*** Begin section ***

//! Inner join of independently fetched series on their dates.

use std::collections::BTreeMap;

use crate::{AlignedTable, ObservationDate, RawSeries, ValueColumn};

/// Joins `series` into one table, keeping only dates on or after `start`
/// that every series has a value for.
///
/// Column order follows the input order. The first series seeds the date set
/// and each following series can only shrink it, so sparse or misaligned
/// inputs narrow the window instead of producing gaps. An empty input or an
/// empty intersection yields an empty table.
pub fn inner_join(series: &[RawSeries], start: ObservationDate) -> AlignedTable {
    let lookups: Vec<BTreeMap<ObservationDate, f64>> = series
        .iter()
        .map(|series| {
            series
                .observations()
                .iter()
                .filter(|observation| observation.date >= start)
                .map(|observation| (observation.date, observation.value))
                .collect()
        })
        .collect();

    let Some((seed, rest)) = lookups.split_first() else {
        return AlignedTable::empty();
    };

    let dates: Vec<ObservationDate> = seed
        .keys()
        .copied()
        .filter(|date| rest.iter().all(|lookup| lookup.contains_key(date)))
        .collect();

    let columns = series
        .iter()
        .zip(&lookups)
        .map(|(series, lookup)| {
            let values = dates.iter().map(|date| lookup.get(date).copied()).collect();
            ValueColumn::new(series.identifier.clone(), series.source, values)
        })
        .collect();

    tracing::debug!(
        series = series.len(),
        rows = dates.len(),
        "aligned series on common dates"
    );

    // BTreeMap keys are ascending and unique, and every column has one value
    // per retained date.
    AlignedTable::new(dates, columns).unwrap_or_else(AlignedTable::empty)
}
//! Observation frequency inference.

use crate::ObservationDate;

const DAYS_PER_YEAR: f64 = 365.0;

/// Median gap between consecutive dates, in days.
///
/// With an even number of gaps the two middle values are averaged. Returns
/// `None` for fewer than two dates.
pub fn median_spacing_days(dates: &[ObservationDate]) -> Option<f64> {
    let mut gaps: Vec<i64> = dates
        .windows(2)
        .map(|pair| pair[1].days_since(pair[0]))
        .collect();
    if gaps.is_empty() {
        return None;
    }

    gaps.sort_unstable();
    let middle = gaps.len() / 2;
    let median = if gaps.len() % 2 == 0 {
        (gaps[middle - 1] + gaps[middle]) as f64 / 2.0
    } else {
        gaps[middle] as f64
    };
    Some(median)
}

/// Estimated observations per year: `round(365 / median spacing)`, at least 1.
///
/// Returns `None` when there are fewer than two dates.
pub fn infer_periods_per_year(dates: &[ObservationDate]) -> Option<u32> {
    let median = median_spacing_days(dates)?;
    if median <= 0.0 {
        return None;
    }

    let periods = (DAYS_PER_YEAR / median).round().max(1.0) as u32;
    tracing::debug!(median_days = median, periods, "inferred periods per year");
    Some(periods)
}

*** End section ***

● PROBLEM STATEMENT
Your answer should consist solely of the lines above from the line with "let columns = series" to the line with "per retained date.", both included, reproduced exactly.

● COMPLETED EXERCISE
    let columns = series
        .iter()
        .zip(&lookups)
        .map(|(series, lookup)| {
            let values = dates.iter().map(|date| lookup.get(date).copied()).collect();
            ValueColumn::new(series.identifier.clone(), series.source, values)
        })
        .collect();

    tracing::debug!(
        series = series.len(),
        rows = dates.len(),
        "aligned series on common dates"
    );

    // BTreeMap keys are ascending and unique, and every column has one value
    // per retained date.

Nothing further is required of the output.